In the latter part of her career, Roberts has deliberately moved away from romantic comedies. Both Wonder (2017) and Homecoming (2018), her latest film and TV outings, respectively, are a far cry from her sprightly image. Wonder centred on a young boy with Treacher Collins Syndrome, a genetic facial deformity. Roberts and Owen Wilson play his parents. As a mother to a boy who is considered a social pariah by his schoolmates, Roberts was heartbreakingly beautiful.

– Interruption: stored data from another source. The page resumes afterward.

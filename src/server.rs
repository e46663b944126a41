use std::sync::Arc;

use axum::{extract::State, routing::get, Json, Router};
use log::info;
use tokio::net::TcpListener;
use tower_http::cors::CorsLayer;

use crate::record::ConnectionRecord;
use crate::store::SnapshotStore;

#[derive(Clone)]
struct AppState {
    store: SnapshotStore,
}

pub fn router(store: SnapshotStore) -> Router {
    Router::new()
        .route("/", get(list_connections))
        .layer(CorsLayer::permissive())
        .with_state(AppState { store })
}

pub async fn serve(listener: TcpListener, store: SnapshotStore) -> anyhow::Result<()> {
    info!(
        "serving {} connections on {}",
        store.len(),
        listener.local_addr()?
    );
    axum::serve(listener, router(store)).await?;
    Ok(())
}

async fn list_connections(State(state): State<AppState>) -> Json<Arc<[ConnectionRecord]>> {
    Json(state.store.shared())
}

But Homecoming the Apple TV+ psychological thriller series, is perhaps Roberts’ finest piece of work till date. In this show, she is not the easily discernible, likeable heroine. In this chilling 10-episode series, she is an enigma. The role is unlike anything she has ever done before. In fact, she does away with every bit of Julia Roberts-ness for the role of Heidi Bergman, a therapist working to rehabilitate and help former soldiers return to civilian life. With Homecoming she also proved to naysayers that she is more than her perceived persona.

The actor continues to sign films after films, her latest being Ticket To Paradise (co-starring George Cloonet and Kaitlyn Dever).